Ruth and her husband, Herman Newman, became philanthropists and donated much to the community which stands today as the Ruth Lyon's Christmas Fund and several other programs in the Cincinnati area.
The 50-50 Club was started at WLW as a daily lunch broadcast of fifty women (originally called The 50 Club until 50 more people were added in 1955) with Ruth concealing the microphone in a floral bouquet pinned to her dress which became her trademark. The 50/50 Club was first televised in 1949, became nationally syndicated for almost one year by NBC, then returned to the local market. Throughout the 1950s and 60s, guests on the show included Rosemary Clooney, Bob Hope, Mike Douglas, Arthur Godfrey, Peter Nero, Pearl Bailey and by the 1970s, a young David Letterman.
Target Market: Housewives
1967 marked the beginning of The Phil Donahue Show out of Dayton, Ohio affiliate WLWD, joining The Ruth Lyon's 50-50 Club, Breakfast Party and The Paul Dixon Show in the Crosley lineup.
Paul Dixon became an immediate success with his sometimes questionable material and deliveries, but all of the house-wives in the listening area were "addicted" to "Paul Baby" nonetheless.
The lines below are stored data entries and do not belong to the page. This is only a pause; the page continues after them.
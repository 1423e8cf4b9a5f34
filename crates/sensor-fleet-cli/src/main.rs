// crates/sensor-fleet-cli/src/main.rs
// ============================================================================
// Module: Sensor Fleet CLI Entry Point
// Description: Command dispatcher for the ingestion server and store diagnostics.
// Purpose: Run the fleet backend and inspect its configuration and telemetry.
// Dependencies: clap, sensor-fleet-config, sensor-fleet-core, sensor-fleet-server,
//               sensor-fleet-store-sqlite, serde, serde_json, thiserror, tokio.
// ============================================================================

//! ## Overview
//! The `sensor-fleet` binary starts the ingestion server and answers offline
//! questions about a deployment: whether a config file is valid, which
//! locations reported in a time window, which minutes each location missed,
//! and how much telemetry the store holds. Every command resolves its config
//! the same way the server does.

// ============================================================================
// SECTION: Modules
// ============================================================================

#[cfg(test)]
mod main_tests;

// ============================================================================
// SECTION: Imports
// ============================================================================

use std::fmt::Write as _;
use std::io::Write;
use std::path::PathBuf;
use std::process::ExitCode;

use clap::ArgAction;
use clap::Args;
use clap::CommandFactory;
use clap::Parser;
use clap::Subcommand;
use clap::ValueEnum;
use sensor_fleet_config::FleetConfig;
use sensor_fleet_core::CoverageReport;
use sensor_fleet_core::DirectoryEntry;
use sensor_fleet_core::TelemetryQuery;
use sensor_fleet_server::FleetServer;
use sensor_fleet_store_sqlite::SqliteTelemetryStore;
use serde::Serialize;
use thiserror::Error;

// ============================================================================
// SECTION: CLI Types
// ============================================================================

/// Sensor fleet command-line interface.
#[derive(Parser, Debug)]
#[command(
    name = "sensor-fleet",
    about = "Sensor fleet ingestion backend",
    disable_help_subcommand = true,
    disable_version_flag = true
)]
struct Cli {
    /// Print the version and exit.
    #[arg(long = "version", action = ArgAction::SetTrue, global = true)]
    show_version: bool,
    /// Selected command.
    #[command(subcommand)]
    command: Option<Commands>,
}

/// Top-level commands.
#[derive(Subcommand, Debug)]
enum Commands {
    /// Run the ingestion and firmware server.
    Serve(ServeCommand),
    /// Configuration utilities.
    Config {
        /// Selected config subcommand.
        #[command(subcommand)]
        command: ConfigCommand,
    },
    /// List locations that reported within a time window.
    Locations(LocationsCommand),
    /// Report minutes each location is missing.
    Coverage(CoverageCommand),
    /// Print stored submission and sample counts.
    Stats(StatsCommand),
    /// Print the location directory as the server resolves it.
    Directory(DirectoryCommand),
}

/// Config subcommands.
#[derive(Subcommand, Debug)]
enum ConfigCommand {
    /// Validate a sensor fleet configuration file.
    Validate(ConfigValidateCommand),
}

/// Shared config location argument.
#[derive(Args, Debug)]
struct ConfigArg {
    /// Config file path (defaults to `SENSOR_FLEET_CONFIG` or `sensor-fleet.toml`).
    #[arg(long, value_name = "PATH")]
    config: Option<PathBuf>,
}

/// Arguments for `serve`.
#[derive(Args, Debug)]
struct ServeCommand {
    /// Config location.
    #[command(flatten)]
    config: ConfigArg,
}

/// Arguments for `config validate`.
#[derive(Args, Debug)]
struct ConfigValidateCommand {
    /// Config location.
    #[command(flatten)]
    config: ConfigArg,
}

/// Arguments for `locations`.
#[derive(Args, Debug)]
struct LocationsCommand {
    /// Config location.
    #[command(flatten)]
    config: ConfigArg,
    /// First receive epoch second (inclusive).
    #[arg(long, value_name = "EPOCH", allow_negative_numbers = true)]
    start: i64,
    /// Last receive epoch second (inclusive).
    #[arg(long, value_name = "EPOCH", allow_negative_numbers = true)]
    end: i64,
}

/// Arguments for `coverage`.
#[derive(Args, Debug)]
struct CoverageCommand {
    /// Config location.
    #[command(flatten)]
    config: ConfigArg,
    /// Output format.
    #[arg(long, value_enum, default_value_t = OutputFormat::Text)]
    format: OutputFormat,
}

/// Arguments for `stats`.
#[derive(Args, Debug)]
struct StatsCommand {
    /// Config location.
    #[command(flatten)]
    config: ConfigArg,
}

/// Arguments for `directory`.
#[derive(Args, Debug)]
struct DirectoryCommand {
    /// Config location.
    #[command(flatten)]
    config: ConfigArg,
    /// Output format.
    #[arg(long, value_enum, default_value_t = OutputFormat::Text)]
    format: OutputFormat,
}

/// Output formats for structured CLI commands.
#[derive(ValueEnum, Copy, Clone, Debug, PartialEq, Eq)]
enum OutputFormat {
    /// JSON output.
    Json,
    /// Human-readable text output.
    Text,
}

// ============================================================================
// SECTION: Errors
// ============================================================================

/// CLI error wrapper carrying a user-facing message.
#[derive(Debug, Error)]
#[error("{message}")]
struct CliError {
    /// Message written to stderr.
    message: String,
}

impl CliError {
    /// Creates a CLI error.
    const fn new(message: String) -> Self {
        Self {
            message,
        }
    }
}

/// CLI result alias for fallible operations.
type CliResult<T> = Result<T, CliError>;

// ============================================================================
// SECTION: Entry Point
// ============================================================================

/// CLI entry point returning an exit code.
#[tokio::main(flavor = "multi_thread")]
async fn main() -> ExitCode {
    match run().await {
        Ok(code) => code,
        Err(err) => emit_error(&err.to_string()),
    }
}

/// Executes the CLI command dispatcher.
async fn run() -> CliResult<ExitCode> {
    let cli = Cli::parse();

    if cli.show_version {
        let version = env!("CARGO_PKG_VERSION");
        write_stdout_line(&format!("sensor-fleet {version}"))
            .map_err(|err| CliError::new(output_error("stdout", &err)))?;
        return Ok(ExitCode::SUCCESS);
    }

    let Some(command) = cli.command else {
        show_help()?;
        return Ok(ExitCode::SUCCESS);
    };

    match command {
        Commands::Serve(command) => command_serve(command).await,
        Commands::Config {
            command,
        } => match command {
            ConfigCommand::Validate(command) => command_config_validate(&command),
        },
        Commands::Locations(command) => command_locations(&command),
        Commands::Coverage(command) => command_coverage(&command),
        Commands::Stats(command) => command_stats(&command),
        Commands::Directory(command) => command_directory(&command),
    }
}

/// Prints top-level help.
fn show_help() -> CliResult<()> {
    let mut command = Cli::command();
    command.print_help().map_err(|err| CliError::new(output_error("stdout", &err)))?;
    write_stdout_line("").map_err(|err| CliError::new(output_error("stdout", &err)))?;
    Ok(())
}

// ============================================================================
// SECTION: Serve Command
// ============================================================================

/// Executes the `serve` command.
async fn command_serve(command: ServeCommand) -> CliResult<ExitCode> {
    let config = load_config(&command.config)?;
    let server = tokio::task::spawn_blocking(move || FleetServer::from_config(config))
        .await
        .map_err(|err| CliError::new(format!("server init failed: init join failed: {err}")))?
        .map_err(|err| CliError::new(format!("server init failed: {err}")))?;
    server.serve().await.map_err(|err| CliError::new(format!("server failed: {err}")))?;
    Ok(ExitCode::SUCCESS)
}

// ============================================================================
// SECTION: Config Commands
// ============================================================================

/// Executes `config validate`.
fn command_config_validate(command: &ConfigValidateCommand) -> CliResult<ExitCode> {
    let _config = load_config(&command.config)?;
    write_stdout_line("config ok").map_err(|err| CliError::new(output_error("stdout", &err)))?;
    Ok(ExitCode::SUCCESS)
}

/// Loads and validates the config named by `arg`.
fn load_config(arg: &ConfigArg) -> CliResult<FleetConfig> {
    FleetConfig::load(arg.config.as_deref())
        .map_err(|err| CliError::new(format!("failed to load config: {err}")))
}

// ============================================================================
// SECTION: Store Commands
// ============================================================================

/// Executes `locations`.
fn command_locations(command: &LocationsCommand) -> CliResult<ExitCode> {
    if command.start > command.end {
        return Err(CliError::new("--start must not be after --end".to_string()));
    }
    let store = open_store(&command.config)?;
    let locations = store
        .query_locations(command.start, command.end)
        .map_err(|err| CliError::new(format!("location query failed: {err}")))?;
    for location in &locations {
        write_stdout_line(location.as_str())
            .map_err(|err| CliError::new(output_error("stdout", &err)))?;
    }
    Ok(ExitCode::SUCCESS)
}

/// Executes `coverage`.
fn command_coverage(command: &CoverageCommand) -> CliResult<ExitCode> {
    let store = open_store(&command.config)?;
    let locations = store
        .query_locations(i64::MIN, i64::MAX)
        .map_err(|err| CliError::new(format!("location query failed: {err}")))?;
    let buckets =
        store.minute_buckets().map_err(|err| CliError::new(format!("coverage query failed: {err}")))?;
    let report = CoverageReport::build(&locations, &buckets);
    let output = match command.format {
        OutputFormat::Json => to_json(&report)?,
        OutputFormat::Text => render_coverage_text(&report),
    };
    write_stdout_line(output.trim_end()).map_err(|err| CliError::new(output_error("stdout", &err)))?;
    Ok(ExitCode::SUCCESS)
}

/// Executes `stats`.
fn command_stats(command: &StatsCommand) -> CliResult<ExitCode> {
    let store = open_store(&command.config)?;
    let counts = store.counts().map_err(|err| CliError::new(format!("count query failed: {err}")))?;
    write_stdout_line(&to_json(&counts)?).map_err(|err| CliError::new(output_error("stdout", &err)))?;
    Ok(ExitCode::SUCCESS)
}

/// Opens the configured telemetry store.
fn open_store(arg: &ConfigArg) -> CliResult<SqliteTelemetryStore> {
    let config = load_config(arg)?;
    SqliteTelemetryStore::new(config.store)
        .map_err(|err| CliError::new(format!("failed to open store: {err}")))
}

// ============================================================================
// SECTION: Directory Command
// ============================================================================

/// Executes `directory`.
fn command_directory(command: &DirectoryCommand) -> CliResult<ExitCode> {
    let config = load_config(&command.config)?;
    let directory = config.directory.location_directory();
    let (entries, warning) = directory.entries();
    if let Some(warning) = warning {
        write_stderr_line(&format!("warning: {warning}"))
            .map_err(|err| CliError::new(output_error("stderr", &err)))?;
    }
    let output = match command.format {
        OutputFormat::Json => to_json(&entries)?,
        OutputFormat::Text => render_directory_text(&entries),
    };
    if !output.is_empty() {
        write_stdout_line(output.trim_end())
            .map_err(|err| CliError::new(output_error("stdout", &err)))?;
    }
    Ok(ExitCode::SUCCESS)
}

// ============================================================================
// SECTION: Rendering
// ============================================================================

/// Renders a coverage report as indented text, one block per location.
fn render_coverage_text(report: &CoverageReport) -> String {
    let mut output = String::new();
    match report.earliest_epoch {
        Some(epoch) => {
            let _ = writeln!(output, "Earliest entry: {epoch}");
        }
        None => {
            let _ = writeln!(output, "No samples recorded");
            return output;
        }
    }
    for location in &report.locations {
        let _ = writeln!(output);
        let _ =
            writeln!(output, "{} missing {} entries:", location.location, location.missing_minutes);
        for range in &location.ranges {
            let _ = writeln!(
                output,
                "\t{} --- {}\t{}min",
                range.start_epoch, range.end_epoch, range.minutes
            );
        }
    }
    output
}

/// Renders directory entries as tab-separated rows.
fn render_directory_text(entries: &[DirectoryEntry]) -> String {
    let mut output = String::new();
    for entry in entries {
        let _ = writeln!(output, "{}\t{}\t{}", entry.device_id, entry.location, entry.delay_us);
    }
    output
}

/// Serializes a value as pretty JSON.
fn to_json<T: Serialize>(value: &T) -> CliResult<String> {
    serde_json::to_string_pretty(value)
        .map_err(|err| CliError::new(format!("failed to serialize output: {err}")))
}

// ============================================================================
// SECTION: Output Helpers
// ============================================================================

/// Writes a single line to stdout.
fn write_stdout_line(message: &str) -> std::io::Result<()> {
    let mut stdout = std::io::stdout();
    writeln!(&mut stdout, "{message}")
}

/// Writes a single line to stderr.
fn write_stderr_line(message: &str) -> std::io::Result<()> {
    let mut stderr = std::io::stderr();
    writeln!(&mut stderr, "{message}")
}

/// Formats an output error message.
fn output_error(stream: &str, error: &std::io::Error) -> String {
    format!("failed to write to {stream}: {error}")
}

/// Emits an error message to stderr and returns a failure exit code.
fn emit_error(message: &str) -> ExitCode {
    let _ = write_stderr_line(message);
    ExitCode::FAILURE
}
Dixon would give out "French Ticklers" to bashful females in his audience and would regularly give one of the ladies a salamie as a booby prize. Dixon made use of many inanimate objects such as the rubber chickens which came to be daily props on the set. His most memorable broadcast, at the apex of the show's popularity, was the "marriage of the rubber chickens". Traditions that began on Dixon's show are still alive today, as David Letterman, who was greatly influenced by Paul Dixon, displays when he gives out hams on his program.
Besides the 50-50 Club and the Paul Dixon Show, Crosley (AVCO) Broadcasting also produced the prime time weekly program Midwestern Hayride. For over four decades, Midwestern Hayride ran, featuring up and coming legends such as Willie Nelson, Kenny Rogers and Dolly Parton and spawned the nationally syndicated, prime time TV show, Hee-Haw with several of the main characters of Hayride appearing regularly on the hit program.
Almost Everybody knew Bob Braun
If you are over forty years of age and from the midwest, you have probably seen the face of and likely heard the voice of, Bob Braun.
Bob Braun, from Ludlow, Kentucky, started his career as a sports announcer at a small Cincinnati radio station at the age of 13. He found his way into the music industry, as northern Kentucky had many dance clubs in those days, and recorded several albums. One of those albums featured the song "Till Death do us Part" which rose into the top 40 charts in 1962. He later took over The 50-50 Club, filling in for Ruth Lyons whose health was failing and then The Bob Braun Show from 1967 to 1984.
Braun was known around the country for being in TV commercials. He also had several small roles in films, his most well-known appearance being the radio announcer on the film "Die Hard II".
The 50/50 club, Paul Dixon, Ruth Lyons, Bob Braun, Colleen Sharp & Betty Lou, it's all in this encapsulation of the glory days of WLW out of "The Queen City", Cincinnati, Ohio.
Looking Back on an Era
With most of it's key characters having passed on, the golden days of broadcasting in Cincinnati are now a bygone era, though, media in Cincinnati has grown in parallel with the times.
From 2006 to 2009, WLW simulcast live on XM Satellite Radio and currently, "The Nation's Station", transmits using the HD-Radio digital system.
In 2009, WLW-T switched from analog to digital broadcasting as ordered by the FCC.
Cincinnati has a distinguished television history. Beginning before WLW-T signed on the air in February 1948, its experimental station W8XCT broadcast from the 46th floor of the Carew Tower. WKRC-TV and WCPO-TV signed on in 1949, WCET in 1954, and WXIX-TV in 1968. Since then, television has become part of the family.